De quoi avait-elle peur, cette révolte contre la déconstruction suicidaire de la famille ? Que la jouissance égocentrique prime la conscience, ce qui s’est réalisé, comme s’en félicite Guillaume Lecaplain – par ailleurs très préoccupé de la question du harcèlement à la prépa Saint-Cyr par les « tradis », et un peu moins du harcèlement par les qamis dans certains coins de France !

“On ne va pas détailler à nouveau à quel point la Manif pour tous […] a pourri le débat public”, ronchonne le sieur Lecaplain, ignorant sans doute que, dans une démocratie qui se respecte, la contradiction n’est pas forcément un signe de putréfaction ; mais je ne détaillerai pas, moi non plus.

“Cinq ans après, et alors que le mouvement n’est plus que l’ombre de lui-même, prenons les choses autrement et disons-le : globalement, la Manif pour tous avait raison.”. Merci pour elle, mais je crois que cette malheureuse Cassandre savait déjà qu’elle était dans le vrai. Depuis, le cheval de Troie est entré.

Et c’est ce qui ravit Lecaplain, énumérant donc ces peurs, finalement justifiées, dont “la PMA [ouvrant] la voie à la GPA”, affirmant vaillamment que “l’opinion semble là aussi prête à cette évolution : selon le résultat étonnant d’un sondage publié en janvier dans La Croix, près des deux tiers des personnes interrogées sont désormais favorables à la GPA”. En forçant le trait, et assumant de flirter avec le point Godwin, je dirais que la majorité des Français étaient aussi favorables aux accords de Munich. On connaît la suite.

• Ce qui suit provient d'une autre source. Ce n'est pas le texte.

mod common;

use chrono::{Duration as ChronoDuration, TimeZone, Utc};
use std::sync::Arc;
use std::time::Duration;

use common::{MockPageFetcher, StaticFeedFetcher, article_text, entry, resolver};
use newsbrief::core::models::{FeedEntry, FeedSource, PLACEHOLDER_SUMMARY, SummarySource};
use newsbrief::features::{Aggregator, AggregatorOptions};

const MARKETS: &str = "https://markets.example.com/rss";
const TECH: &str = "https://tech.example.com/rss";

fn dated(title: &str, link: &str, hours: i64) -> FeedEntry {
    let base = Utc.with_ymd_and_hms(2025, 6, 1, 0, 0, 0).unwrap();
    FeedEntry {
        published_at: Some(base + ChronoDuration::hours(hours)),
        ..entry(title, link)
    }
}

fn aggregator(feeds: StaticFeedFetcher, pages: Arc<MockPageFetcher>) -> Aggregator {
    Aggregator::new(
        vec![
            FeedSource::new("Markets", MARKETS),
            FeedSource::new("Tech", TECH),
        ],
        Arc::new(feeds),
        Arc::new(resolver(pages)),
        AggregatorOptions { max_concurrency: 4 },
    )
}

/// 23 entries split across two feeds, hour offsets interleaved.
fn twenty_three_entries() -> StaticFeedFetcher {
    let markets = (0..12)
        .map(|i| dated(&format!("markets {i}"), &format!("https://markets.example.com/{i}"), i * 2))
        .collect();
    let tech = (0..11)
        .map(|i| dated(&format!("tech {i}"), &format!("https://tech.example.com/{i}"), i * 2 + 1))
        .collect();
    StaticFeedFetcher::new()
        .with_feed(MARKETS, markets)
        .with_feed(TECH, tech)
}

#[tokio::test]
async fn test_pagination_over_twenty_three_entries() {
    let agg = aggregator(twenty_three_entries(), Arc::new(MockPageFetcher::new()));

    let first = agg.list_recent(1, 10).await;
    assert_eq!(first.entries.len(), 10);
    assert_eq!(first.total_pages, 3);
    assert_eq!(first.total_entries, 23);
    assert_eq!(first.entries[0].entry.title, "markets 11");
    assert_eq!(first.entries[1].entry.title, "tech 10");

    let second = agg.list_recent(2, 10).await;
    assert_eq!(second.entries.len(), 10);

    let third = agg.list_recent(3, 10).await;
    assert_eq!(third.entries.len(), 3);
    assert_eq!(third.page, 3);
    assert_eq!(third.entries[2].entry.title, "markets 0");

    assert!(agg.list_recent(4, 10).await.entries.is_empty());
}

#[tokio::test]
async fn test_recent_is_newest_first_with_undated_last() {
    let feeds = StaticFeedFetcher::new()
        .with_feed(
            MARKETS,
            vec![
                entry("undated", "https://markets.example.com/u"),
                dated("old", "https://markets.example.com/o", 1),
            ],
        )
        .with_feed(TECH, vec![dated("new", "https://tech.example.com/n", 5)]);
    let agg = aggregator(feeds, Arc::new(MockPageFetcher::new()));

    let page = agg.list_recent(1, 10).await;
    let titles: Vec<_> = page.entries.iter().map(|r| r.entry.title.as_str()).collect();
    assert_eq!(titles, vec!["new", "old", "undated"]);
    assert_eq!(page.entries[0].source_name, "Tech");
}

#[tokio::test]
async fn test_collect_keeps_feed_order_under_concurrency() {
    let feeds = StaticFeedFetcher::new()
        .with_feed(
            MARKETS,
            vec![
                entry("slow", "https://markets.example.com/slow"),
                entry("fast", "https://markets.example.com/fast"),
            ],
        )
        .with_feed(TECH, vec![entry("tech", "https://tech.example.com/t")]);
    let pages = MockPageFetcher::new()
        .with_delay("https://markets.example.com/slow", Duration::from_millis(80))
        .with_page("https://tech.example.com/t", 200, &common::article_page());
    let agg = aggregator(feeds, Arc::new(pages));

    let collected = agg.collect().await;

    let titles: Vec<_> = collected.iter().map(|r| r.entry.title.as_str()).collect();
    assert_eq!(titles, vec!["slow", "fast", "tech"]);
    assert_eq!(collected[0].summary, PLACEHOLDER_SUMMARY);
    assert_eq!(collected[2].summary_source, SummarySource::LiveFetch);
}

#[tokio::test]
async fn test_each_entry_is_resolved_once() {
    let pages = Arc::new(MockPageFetcher::new());
    let agg = aggregator(twenty_three_entries(), pages.clone());

    let collected = agg.collect().await;
    assert_eq!(collected.len(), 23);

    let mut requested = pages.requested();
    requested.sort();
    requested.dedup();
    assert_eq!(requested.len(), 23);
    assert_eq!(pages.requested().len(), 23);
}

#[tokio::test]
async fn test_search_matches_titles_case_insensitively() {
    let mut with_body = entry("FED minutes released", "https://tech.example.com/minutes");
    with_body.embedded_content = vec![article_text()];

    let feeds = StaticFeedFetcher::new()
        .with_feed(
            MARKETS,
            vec![
                entry("Fed holds rates", "https://markets.example.com/fed"),
                entry("Oil prices climb", "https://markets.example.com/oil"),
            ],
        )
        .with_feed(TECH, vec![with_body]);
    let pages = Arc::new(MockPageFetcher::new());
    let agg = aggregator(feeds, pages.clone());

    let found = agg.search("fed").await;

    let titles: Vec<_> = found.iter().map(|r| r.entry.title.as_str()).collect();
    assert_eq!(titles, vec!["Fed holds rates", "FED minutes released"]);
    assert_eq!(found[1].summary_source, SummarySource::EmbeddedContent);
    assert!(!pages.requested().contains(&"https://markets.example.com/oil".to_string()));

    assert!(agg.search("bitcoin").await.is_empty());
}

#[tokio::test]
async fn test_failing_feed_contributes_nothing() {
    let feeds = StaticFeedFetcher::new().with_feed(MARKETS, vec![entry("only", "")]);
    let agg = aggregator(feeds, Arc::new(MockPageFetcher::new()));

    let collected = agg.collect().await;
    assert_eq!(collected.len(), 1);
    assert_eq!(collected[0].source_name, "Markets");
}
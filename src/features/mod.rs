pub mod collect;
pub mod resolve;

use std::sync::Arc;

use crate::clients::{HttpFeedFetcher, HttpPageFetcher, RateLimitedPageFetcher};
use crate::core::config::AppConfig;
use crate::errors::BriefError;
use crate::summarizer::Summarizer;

pub use collect::{Aggregator, AggregatorOptions};
pub use resolve::{Resolution, ResolverPolicies, StepOutcome, StepPolicy, SummaryResolver};

/// Wire the HTTP clients, summarizer and resolver described by `config`.
pub fn build_aggregator(config: &AppConfig) -> Result<Aggregator, BriefError> {
    let summarizer = Arc::new(Summarizer::new(&config.summarizer_config())?);

    let pages = RateLimitedPageFetcher::new(
        HttpPageFetcher::from_config(config)?,
        config.politeness_delay,
        config.per_host_concurrency,
    );
    let resolver = SummaryResolver::new(summarizer, Arc::new(pages));

    Ok(Aggregator::new(
        config.feeds.clone(),
        Arc::new(HttpFeedFetcher::from_config(config)?),
        Arc::new(resolver),
        AggregatorOptions::from(config),
    ))
}
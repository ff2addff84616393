//! HTML to plain text.
//!
//! Article pages are parsed with html5ever (via `scraper`), boilerplate
//! subtrees are ignored, and substantial paragraphs are preferred over a full
//! page text dump.

use scraper::{ElementRef, Html, Selector};

use crate::errors::BriefError;
use crate::summarizer::tokenizer::collapse_whitespace;

/// Elements whose whole subtree is ignored during extraction.
const BOILERPLATE_TAGS: &[&str] = &["script", "style", "noscript", "header", "footer", "nav"];

/// A paragraph must be longer than this (in characters, after trimming) to count.
pub const MIN_PARAGRAPH_CHARS: usize = 50;

/// Extract readable article text from an HTML document.
///
/// Paragraphs longer than [`MIN_PARAGRAPH_CHARS`] are joined with single
/// spaces. When none qualify, all visible text of the cleaned document is
/// returned with whitespace collapsed.
///
/// # Errors
///
/// Returns `ExtractionError` when the cleaned document has no text at all.
pub fn extract_article_text(html: &str) -> Result<String, BriefError> {
    let document = Html::parse_document(html);

    let paragraphs = substantial_paragraphs(&document);
    if !paragraphs.is_empty() {
        return Ok(paragraphs.join(" "));
    }

    let mut text = String::new();
    visible_text(document.root_element(), &mut text);
    let text = collapse_whitespace(&text);

    if text.is_empty() {
        return Err(BriefError::ExtractionError(
            "document is empty after removing boilerplate".to_string(),
        ));
    }
    Ok(text)
}

/// Remove markup and keep every text node, in document order.
#[must_use]
pub fn strip_tags(html: &str) -> String {
    Html::parse_fragment(html)
        .root_element()
        .text()
        .collect()
}

fn substantial_paragraphs(document: &Html) -> Vec<String> {
    let Ok(selector) = Selector::parse("p") else {
        return Vec::new();
    };

    document
        .select(&selector)
        .filter(|p| !inside_boilerplate(*p))
        .filter_map(|p| {
            let mut text = String::new();
            visible_text(p, &mut text);
            let text = text.trim();
            (text.chars().count() > MIN_PARAGRAPH_CHARS).then(|| text.to_string())
        })
        .collect()
}

fn is_boilerplate(element: ElementRef<'_>) -> bool {
    BOILERPLATE_TAGS.contains(&element.value().name())
}

fn inside_boilerplate(element: ElementRef<'_>) -> bool {
    element
        .ancestors()
        .filter_map(ElementRef::wrap)
        .any(is_boilerplate)
}

/// Append the text under `element`, skipping boilerplate subtrees.
fn visible_text(element: ElementRef<'_>, out: &mut String) {
    for child in element.children() {
        if let Some(text) = child.value().as_text() {
            out.push_str(text);
        } else if let Some(child) = ElementRef::wrap(child)
            && !is_boilerplate(child)
        {
            visible_text(child, out);
        }
    }
}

La marchandisation du corps des femmes ne relève pourtant pas d’une évolution, et je préfère de loin cette « vieille conception du monde » incriminée dans l’article.
“Le mariage pour tous a aussi donné l’occasion de fêtes où, devant toute leur famille, le tonton se marie avec son copain ou la cousine avec sa copine.” Autrement dit, plus les cartes de la cellule familiale originelle sont brouillées, mieux c’est. Et Lecaplain de se féliciter que le Conseil de Paris ait aboli « papa » et « maman » dans ses documents administratifs, “laissant la porte ouverte à tous les autres schémas”, claironne-t-il. Si ce n’était pas Libération, je jurerais qu’il y a du second degré là-dessous.

Quant à la France, avec de pareilles perspectives de mœurs, elle se prépare “des nuits blanches, des migraines, des nervousses brékdones, comme on dit de nos jours”. Dixit Paul Volfoni (Jean Lefebvre) dans Les Tontons flingueurs. Car, hors des repères familiaux ancestraux, beaucoup plus naturels que traditionnels, point de salut à terme.